The thing that struck me as interesting is that the Ascians are basically in a role which, looked at from a different angle, could 100% be the normal protagonist role of some JPRG. Imagine that you have a JRPG where there's a world-shattering cataclysm and the world is broken into several different 'shards'. Your hero survives, and now finds themselves traveling from shard to see, seeing pale and distorted reflections of people they know -- things that are just a part of them, not the whole. The story presents it as though none of these shards are real, as though all the people you meet are hollow fragments. So of COURSE the hero's arc is to find a way to combine all the shards and save all the people and bring back the world! It's the sort of storyline no one would even really think twice about in some traditional JRPG. It's not 'destroying these worlds', it's gluing the fragments of a vase back together. Sure, they stop being individual fragments, but their identity is "vase", not "random pottery shard", right? It's just repairing things!

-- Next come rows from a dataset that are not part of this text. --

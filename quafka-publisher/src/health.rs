//! Periodic liveness checks over pooled connections.

use crate::{connection::ConnectionController, pool::ConnectionPool};
use quafka_core::{config::HealthCheckConfig, Error, Result};
use std::{sync::Arc, time::Duration};
use tokio::{sync::watch, task::JoinHandle};
use tracing::{debug, info, warn};

/// Outcome of one sweep over a pool's idle connections.
#[derive(Debug, Clone, Copy, PartialEq, Eq, Default)]
pub struct HealthReport {
    /// Idle connections examined
    pub checked: usize,
    /// Connections that passed
    pub healthy: usize,
    /// Connections disconnected and removed
    pub evicted: usize,
}

/// Decides whether connections are usable and prunes pools of the rest.
#[derive(Debug, Clone, Copy, PartialEq, Eq)]
pub struct HealthChecker {
    check_interval: Duration,
    timeout: Duration,
}

impl Default for HealthChecker {
    fn default() -> Self {
        Self::from_config(&HealthCheckConfig::default())
    }
}

impl HealthChecker {
    /// Checker sweeping every `check_interval`, giving each sweep `timeout`.
    #[must_use]
    pub const fn new(check_interval: Duration, timeout: Duration) -> Self {
        Self { check_interval, timeout }
    }

    /// Checker from configuration.
    #[must_use]
    pub const fn from_config(config: &HealthCheckConfig) -> Self {
        Self::new(config.check_interval, config.timeout)
    }

    /// A connection is healthy while it is connected.
    pub fn is_healthy(&self, connection: &ConnectionController) -> bool {
        connection.is_connected()
    }

    /// Period between sweeps.
    pub const fn check_interval(&self) -> Duration {
        self.check_interval
    }

    /// Bound on a single sweep.
    pub const fn timeout(&self) -> Duration {
        self.timeout
    }

    /// Check every idle connection in `pool` once, evicting unhealthy ones.
    ///
    /// # Errors
    /// `HEALTH_CHECK_FAILED` if the sweep exceeds the timeout.
    pub async fn sweep(&self, pool: &ConnectionPool) -> Result<HealthReport> {
        let (checked, evicted) =
            tokio::time::timeout(self.timeout, pool.evict_idle_where(|c| !self.is_healthy(c)))
                .await
                .map_err(|e| {
                    Error::health_check(format!(
                        "sweep of pool {} exceeded {:?}",
                        pool.id(),
                        self.timeout
                    ))
                    .with_source(e)
                })?;

        let report = HealthReport { checked, healthy: checked - evicted, evicted };
        if evicted > 0 {
            info!("Evicted {} unhealthy connections from pool {}", evicted, pool.id());
        }
        Ok(report)
    }

    /// Sweep `pool` every `check_interval` until the handle is stopped or dropped.
    #[must_use]
    pub fn spawn(&self, pool: Arc<ConnectionPool>) -> HealthCheckHandle {
        let checker = *self;
        let (stop_tx, mut stop_rx) = watch::channel(false);

        let task = tokio::spawn(async move {
            let mut ticker = tokio::time::interval(checker.check_interval);
            ticker.tick().await;
            loop {
                tokio::select! {
                    _ = ticker.tick() => {
                        if pool.is_closed() {
                            debug!("Pool {} closed, ending health checks", pool.id());
                            break;
                        }
                        match checker.sweep(&pool).await {
                            Ok(report) => debug!("Health sweep of pool {}: {:?}", pool.id(), report),
                            Err(e) => warn!("Health sweep failed: {}", e),
                        }
                    }
                    _ = stop_rx.changed() => break,
                }
            }
        });

        HealthCheckHandle { stop_tx, task }
    }
}

/// Running health-check task.
#[derive(Debug)]
pub struct HealthCheckHandle {
    stop_tx: watch::Sender<bool>,
    task: JoinHandle<()>,
}

impl HealthCheckHandle {
    /// Stop the task and wait for it to finish.
    pub async fn stop(self) {
        let _ = self.stop_tx.send(true);
        let _ = self.task.await;
    }

    /// Whether the task has ended.
    pub fn is_finished(&self) -> bool {
        self.task.is_finished()
    }
}

#[cfg(test)]
mod tests {
    use super::*;
    use crate::{factory::ConnectionFactory, transport::mock::MockTransport};
    use quafka_core::config::{ConnectionConfig, PoolConfig};

    fn pool() -> Arc<ConnectionPool> {
        let factory = ConnectionFactory::new(Arc::new(MockTransport::echo()));
        Arc::new(ConnectionPool::new(
            ConnectionConfig::new("127.0.0.1", 9),
            PoolConfig::default().with_max_pool_size(4),
            factory,
        ))
    }

    #[test]
    fn test_defaults() {
        let checker = HealthChecker::default();
        assert_eq!(checker.check_interval(), Duration::from_secs(30));
        assert_eq!(checker.timeout(), Duration::from_secs(5));
    }

    #[tokio::test]
    async fn test_sweep_evicts_disconnected() {
        let pool = pool();
        let a = pool.borrow().await.unwrap();
        let b = pool.borrow().await.unwrap();
        let checker = HealthChecker::default();
        assert!(checker.is_healthy(&a));

        // Idle connections that die without being borrowed again.
        let dead = Arc::clone(&a);
        pool.release(a).await;
        pool.release(b).await;
        dead.disconnect().await.unwrap();
        assert!(!checker.is_healthy(&dead));

        let report = checker.sweep(&pool).await.unwrap();
        assert_eq!(report, HealthReport { checked: 2, healthy: 1, evicted: 1 });
        assert_eq!((pool.idle(), pool.total_connections()), (1, 1));
    }

    #[tokio::test]
    async fn test_spawned_checks_run_and_stop() {
        let pool = pool();
        let conn = pool.borrow().await.unwrap();
        let dead = Arc::clone(&conn);
        pool.release(conn).await;
        dead.disconnect().await.unwrap();

        let checker = HealthChecker::new(Duration::from_millis(20), Duration::from_secs(1));
        let handle = checker.spawn(Arc::clone(&pool));
        tokio::time::sleep(Duration::from_millis(100)).await;
        assert_eq!(pool.idle(), 0);

        assert!(!handle.is_finished());
        handle.stop().await;
    }
}
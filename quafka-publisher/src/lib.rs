//! # Quafka Publisher
//!
//! Client side of the Quafka broker: resilient connections speaking the line
//! protocol.
//!
//! This crate provides:
//! - [`ConnectionController`]: a connection state machine with retried execution
//! - [`RetryExecutor`] and [`ReconnectStrategy`]: bounded exponential backoff
//! - [`ConnectionPool`]: bounded borrowing with a wait timeout
//! - [`LoadBalancer`]: round-robin, random, least-loaded and nearest selection
//! - [`HealthChecker`]: periodic eviction of dead idle connections
//! - [`Publisher`]: all of the above behind `publish_text`, `poll` and `commit`
//!
//! ## Examples
//!
//! ```rust,no_run
//! use quafka_publisher::{Publisher, PublisherConfig};
//! use quafka_core::config::ConnectionConfig;
//!
//! # async fn example() -> Result<(), Box<dyn std::error::Error>> {
//! let config = PublisherConfig::single(ConnectionConfig::new("127.0.0.1", 8080));
//! let publisher = Publisher::new(config)?;
//!
//! let position = publisher.publish_text("hello world").await?;
//! println!("stored at {position}");
//! publisher.close().await;
//! # Ok(())
//! # }
//! ```

#![deny(unsafe_code)]
#![warn(missing_docs)]
#![warn(clippy::all)]

pub mod balancer;
pub mod config;
pub mod connection;
pub mod factory;
pub mod health;
pub mod metrics;
pub mod monitor;
pub mod pool;
pub mod publisher;
pub mod reconnect;
pub mod retry;
pub mod transport;

pub use balancer::{Candidate, LoadBalancer};
pub use config::PublisherConfig;
pub use connection::{ConnectionController, ConnectionState};
pub use factory::ConnectionFactory;
pub use health::{HealthCheckHandle, HealthChecker, HealthReport};
pub use metrics::{ConnectionMetrics, MetricsSnapshot};
pub use monitor::{ConnectionMonitor, TracingMonitor};
pub use pool::ConnectionPool;
pub use publisher::{PoolStats, Publisher};
pub use quafka_core::{Error, Result};
pub use reconnect::ReconnectStrategy;
pub use retry::RetryExecutor;
pub use transport::{LineChannel, TcpTransport, Transport};

/// Re-export commonly used types
pub mod prelude {
    pub use crate::{
        ConnectionController, ConnectionFactory, ConnectionPool, ConnectionState, LoadBalancer,
        Publisher, PublisherConfig,
    };
    pub use quafka_core::prelude::*;
}
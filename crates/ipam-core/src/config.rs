//! Configuration types for the IP address pool
//!
//! This module defines all configuration structures used throughout the crate.

use serde::{Deserialize, Serialize};

/// Main pool configuration
#[derive(Debug, Clone, Default, Serialize, Deserialize)]
pub struct IpamConfig {
    /// Address store configuration
    #[serde(default)]
    pub store: StoreConfig,

    /// Pool behaviour settings
    #[serde(default)]
    pub pool: PoolConfig,
}

impl IpamConfig {
    /// Create a new configuration with defaults
    pub fn new() -> Self {
        Self::default()
    }

    /// Validate the configuration
    pub fn validate(&self) -> Result<(), crate::Error> {
        self.store.validate()?;
        self.pool.validate()?;
        Ok(())
    }
}

/// Address store configuration
#[derive(Debug, Clone, Default, PartialEq, Eq, Serialize, Deserialize)]
#[serde(tag = "type", rename_all = "snake_case")]
pub enum StoreConfig {
    /// In-memory store (not persistent)
    #[default]
    Memory,

    /// File-based store
    File {
        /// Path to the store file
        path: String,
    },
}

impl StoreConfig {
    /// Validate the store configuration
    pub fn validate(&self) -> Result<(), crate::Error> {
        match self {
            StoreConfig::File { path } if path.trim().is_empty() => {
                Err(crate::Error::config("File store path cannot be empty"))
            }
            _ => Ok(()),
        }
    }

    /// Get the store type name
    pub fn type_name(&self) -> &'static str {
        match self {
            StoreConfig::Memory => "memory",
            StoreConfig::File { .. } => "file",
        }
    }
}

/// Pool settings
#[derive(Debug, Clone, PartialEq, Eq, Serialize, Deserialize)]
pub struct PoolConfig {
    /// Largest number of addresses a single range registration may create
    ///
    /// Every address of a range is stored as its own record, so very wide
    /// prefixes (e.g. an IPv6 /64) are rejected as invalid ranges.
    ///
    /// Default: 65536 addresses (an IPv4 /16)
    #[serde(default = "default_max_range_size")]
    pub max_range_size: u64,
}

impl PoolConfig {
    /// Validate the pool configuration
    pub fn validate(&self) -> Result<(), crate::Error> {
        if self.max_range_size == 0 {
            return Err(crate::Error::config("Maximum range size must be > 0"));
        }
        Ok(())
    }
}

impl Default for PoolConfig {
    fn default() -> Self {
        Self {
            max_range_size: default_max_range_size(),
        }
    }
}

pub(crate) fn default_max_range_size() -> u64 {
    65_536
}
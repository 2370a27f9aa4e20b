// # Address Store Implementations
//
// This module provides implementations of the AddressStore trait for
// different persistence strategies, plus the insertion-ordered table
// both of them are built on.

pub mod file;
pub mod memory;

pub use file::FileAddressStore;
pub use memory::MemoryAddressStore;

use std::collections::HashMap;
use std::sync::Arc;

use crate::config::StoreConfig;
use crate::error::Result;
use crate::model::Address;
use crate::traits::{AddressStore, SwapOutcome};

/// Open the store described by `config`
pub async fn open_store(config: &StoreConfig) -> Result<Arc<dyn AddressStore>> {
    match config {
        StoreConfig::Memory => {
            tracing::info!("Using in-memory address store");
            Ok(Arc::new(MemoryAddressStore::new()))
        }
        StoreConfig::File { path } => {
            tracing::info!("Using file address store at {}", path);
            Ok(Arc::new(FileAddressStore::new(path).await?))
        }
    }
}

/// Address records keyed by ip, kept in insertion order
#[derive(Debug, Clone, Default)]
pub(crate) struct AddressTable {
    records: Vec<Address>,
    index: HashMap<String, usize>,
}

impl AddressTable {
    /// Build a table from persisted records; the first record for an ip wins
    pub(crate) fn from_records(records: Vec<Address>) -> Self {
        let mut table = Self::default();
        for record in records {
            if table.index.contains_key(&record.ip) {
                tracing::warn!("Ignoring duplicate record for {} in stored state", record.ip);
                continue;
            }
            table.push(record);
        }
        table
    }

    pub(crate) fn records(&self) -> &[Address] {
        &self.records
    }

    pub(crate) fn len(&self) -> usize {
        self.records.len()
    }

    pub(crate) fn get(&self, ip: &str) -> Option<&Address> {
        self.index.get(ip).map(|&slot| &self.records[slot])
    }

    pub(crate) fn upsert(&mut self, address: &Address) -> Address {
        match self.index.get(&address.ip) {
            Some(&slot) => self.records[slot].status = address.status,
            None => self.push(address.clone()),
        }
        address.clone()
    }

    /// Insert candidates whose ip is unknown; returns the stored value for
    /// every candidate (in input order) and the number actually inserted
    pub(crate) fn insert_new(&mut self, addresses: &[Address]) -> (Vec<Address>, usize) {
        let mut stored = Vec::with_capacity(addresses.len());
        let mut inserted = 0;
        for candidate in addresses {
            match self.get(&candidate.ip) {
                Some(existing) => stored.push(existing.clone()),
                None => {
                    self.push(candidate.clone());
                    inserted += 1;
                    stored.push(candidate.clone());
                }
            }
        }
        (stored, inserted)
    }

    pub(crate) fn compare_and_swap(&mut self, expected: &Address, updated: &Address) -> SwapOutcome {
        let Some(&slot) = self.index.get(&updated.ip) else {
            return SwapOutcome::Missing;
        };
        let current = &mut self.records[slot];
        if current != expected {
            return SwapOutcome::Stale(current.clone());
        }
        current.status = updated.status;
        SwapOutcome::Swapped(current.clone())
    }

    fn push(&mut self, address: Address) {
        self.index.insert(address.ip.clone(), self.records.len());
        self.records.push(address);
    }
}

#[cfg(test)]
mod tests {
    use super::*;
    use crate::model::AddressStatus;

    #[test]
    fn test_insert_new_keeps_existing_record() {
        let mut table = AddressTable::default();
        table.upsert(&Address::new("10.0.0.1", AddressStatus::Acquired));

        let (stored, inserted) = table.insert_new(&[
            Address::available("10.0.0.0"),
            Address::available("10.0.0.1"),
        ]);

        assert_eq!(inserted, 1);
        assert_eq!(stored[0], Address::available("10.0.0.0"));
        assert_eq!(stored[1], Address::new("10.0.0.1", AddressStatus::Acquired));
        assert_eq!(table.len(), 2);
    }

    #[test]
    fn test_insert_new_duplicate_within_batch() {
        let mut table = AddressTable::default();
        let (stored, inserted) = table.insert_new(&[
            Address::available("10.0.0.1"),
            Address::new("10.0.0.1", AddressStatus::Acquired),
        ]);

        assert_eq!(inserted, 1);
        assert_eq!(stored, vec![Address::available("10.0.0.1"); 2]);
        assert_eq!(table.len(), 1);
    }

    #[test]
    fn test_from_records_first_wins() {
        let table = AddressTable::from_records(vec![
            Address::new("10.0.0.1", AddressStatus::Acquired),
            Address::available("10.0.0.1"),
        ]);
        assert_eq!(table.len(), 1);
        assert_eq!(table.get("10.0.0.1").unwrap().status, AddressStatus::Acquired);
    }

    #[test]
    fn test_compare_and_swap_outcomes() {
        let mut table = AddressTable::default();
        let available = Address::available("10.0.0.1");
        let acquired = available.with_status(AddressStatus::Acquired);
        table.upsert(&available);

        assert_eq!(
            table.compare_and_swap(&available, &acquired),
            SwapOutcome::Swapped(acquired.clone())
        );
        assert_eq!(
            table.compare_and_swap(&available, &acquired),
            SwapOutcome::Stale(acquired.clone())
        );
        assert_eq!(
            table.compare_and_swap(&Address::available("10.0.0.2"), &Address::available("10.0.0.2")),
            SwapOutcome::Missing
        );
    }
}
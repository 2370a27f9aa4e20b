//! Contract Test: Range Registration
//!
//! Constraints verified:
//! - A range expands to every address, network and broadcast included
//! - Re-registration never resets the status of a known address
//! - Invalid ranges fail before anything is written
//! - A failed batch write leaves no partial range behind

mod common;

use common::*;
use ipam_core::{Address, AddressPool, AddressStatus, FileAddressStore};
use std::sync::Arc;

#[tokio::test]
async fn slash_31_registers_two_available_addresses() {
    let pool = memory_pool();

    let addrs = pool.register_range("1.1.1.0/31").await.unwrap();

    assert_eq!(
        addrs,
        vec![Address::available("1.1.1.0"), Address::available("1.1.1.1")]
    );
    assert_eq!(pool.list_all().await.unwrap(), addrs);
}

#[tokio::test]
async fn count_includes_lowest_and_highest_address() {
    let pool = memory_pool();

    let addrs = pool.register_range("10.20.30.0/24").await.unwrap();

    assert_eq!(addrs.len(), 256);
    assert_eq!(addrs.first().unwrap().ip, "10.20.30.0");
    assert_eq!(addrs.last().unwrap().ip, "10.20.30.255");
    assert!(addrs.iter().all(Address::is_available));
}

#[tokio::test]
async fn ipv6_range_is_expanded_in_numeric_order() {
    let pool = memory_pool();

    let addrs = pool.register_range("2001:db8::/126").await.unwrap();

    let ips: Vec<&str> = addrs.iter().map(|a| a.ip.as_str()).collect();
    assert_eq!(
        ips,
        vec!["2001:db8::", "2001:db8::1", "2001:db8::2", "2001:db8::3"]
    );
}

#[tokio::test]
async fn reregistration_keeps_acquired_status() {
    let pool = memory_pool();
    pool.register_range("1.1.1.0/31").await.unwrap();
    pool.acquire("1.1.1.1").await.unwrap();

    let again = pool.register_range("1.1.1.0/31").await.unwrap();

    assert_eq!(
        again,
        vec![
            Address::available("1.1.1.0"),
            Address::new("1.1.1.1", AddressStatus::Acquired),
        ]
    );
    let stored = pool.get_address("1.1.1.1").await.unwrap();
    assert_eq!(stored.status, AddressStatus::Acquired);
    assert_eq!(pool.list_all().await.unwrap().len(), 2);
}

#[tokio::test]
async fn overlapping_range_only_adds_new_addresses() {
    let pool = memory_pool();
    pool.register_range("10.0.0.0/31").await.unwrap();
    pool.acquire("10.0.0.0").await.unwrap();

    let addrs = pool.register_range("10.0.0.0/30").await.unwrap();

    assert_eq!(addrs.len(), 4);
    assert_eq!(addrs[0], Address::new("10.0.0.0", AddressStatus::Acquired));
    assert!(addrs[1..].iter().all(Address::is_available));
    assert_eq!(pool.list_all().await.unwrap().len(), 4);
}

#[tokio::test]
async fn invalid_ranges_fail_without_writes() {
    let (pool, store) = counting_pool();

    for text in ["", "not-an-ip", "xyz", "1.1.1.0/40", "300.0.0.0/24"] {
        let err = pool.register_range(text).await.unwrap_err();
        assert!(err.is_invalid_range(), "{:?} should be an invalid range", text);
    }

    assert_eq!(store.write_calls(), 0);
}

#[tokio::test]
async fn registration_is_a_single_batch_write() {
    let (pool, store) = counting_pool();

    pool.register_range("192.168.1.0/28").await.unwrap();

    assert_eq!(store.save_all_new_calls(), 1);
    assert_eq!(store.save_calls(), 0);
}

#[tokio::test]
async fn failed_batch_surfaces_store_error() {
    let pool = AddressPool::new(Arc::new(FailingBatchStore::default()));

    let err = pool.register_range("1.1.1.0/31").await.unwrap_err();

    assert!(!err.is_invalid_range());
    assert!(pool.list_all().await.unwrap().is_empty());
}

#[tokio::test]
async fn file_store_registration_survives_restart() {
    let dir = tempfile::tempdir().unwrap();
    let path = dir.path().join("addresses.json");

    {
        let store = FileAddressStore::new(&path).await.unwrap();
        let pool = AddressPool::new(Arc::new(store));
        pool.register_range("1.1.1.0/31").await.unwrap();
        pool.acquire("1.1.1.0").await.unwrap();
    }

    let store = FileAddressStore::new(&path).await.unwrap();
    let pool = AddressPool::new(Arc::new(store));

    let addrs = pool.register_range("1.1.1.0/31").await.unwrap();
    assert_eq!(addrs[0], Address::new("1.1.1.0", AddressStatus::Acquired));
    assert_eq!(addrs[1], Address::available("1.1.1.1"));
}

The issue is that those 'pale echoes' and incomplete shards may disagree on whether they're just pale and lifeless echoes... and from that viewpoint -- our viewpoint in FFXIV -- the 'hero' of that hypothetical JRPG is a genocidal monster.
There's no way the WoL and allies can accept or support the Ascians' goal, but it's a goal that's almost alarmingly understandable. Because if it were the Source that were broken into pieces, and the WoL wandering between these pale echoes and seeing twisted, incomplete versions of their Scion family... can we say the WoL wouldn't find themselves in a similar place, trying to figure out how to glue their world back together?
And to some extent this figures into Shadowbringers being a contrast in letting go/moving on, as paralleled by Emet-Selch and Thancred.
Each of them has lost someone very important to them: Thancred has lost Minfilia, Emet-Selch has lost the third of member of that trio of friends (Hades, Hythlodaeus, and the Amaroutine whose name we still don't know). Each of them is now traveling in the company of someone who isn't that person they lost, but is all that's left of them; Thancred is with Ryne/"Minfilia", while Emet-Selch is with the WoL. And each of them sort of struggles to see this new person as their own person, rather than just as a pale and flawed imitation of the one they care about.
Thancred proves able to do it, albeit with effort; he can accept Ryne as Ryne and finally let Minifilia go. You could argue Emet-Selch tries, in his own twisted way; he puts the WoL through 'tests' to try to determine if they're 'as good' as the friend he lost so long ago. But in the end, he cannot move on as Thancred did. Perhaps because of his Tempering, perhaps because he's just too set in his ways after so long... but he can't do it. Maybe that's what breaks him, maybe that's what pushes him over a line. Maybe Emet-Selch wanted to 'suicide by WoL' and finally just rest, or maybe it was his Tempering again driving him to it and he genuinely expected to win. Maybe either outcome was alright with him.
But either way, unlike Thancred, he demonstrably cannot move forward; he remains trapped by the narrative of that hypothetical JRPG, unable to flip his viewpoint and let go.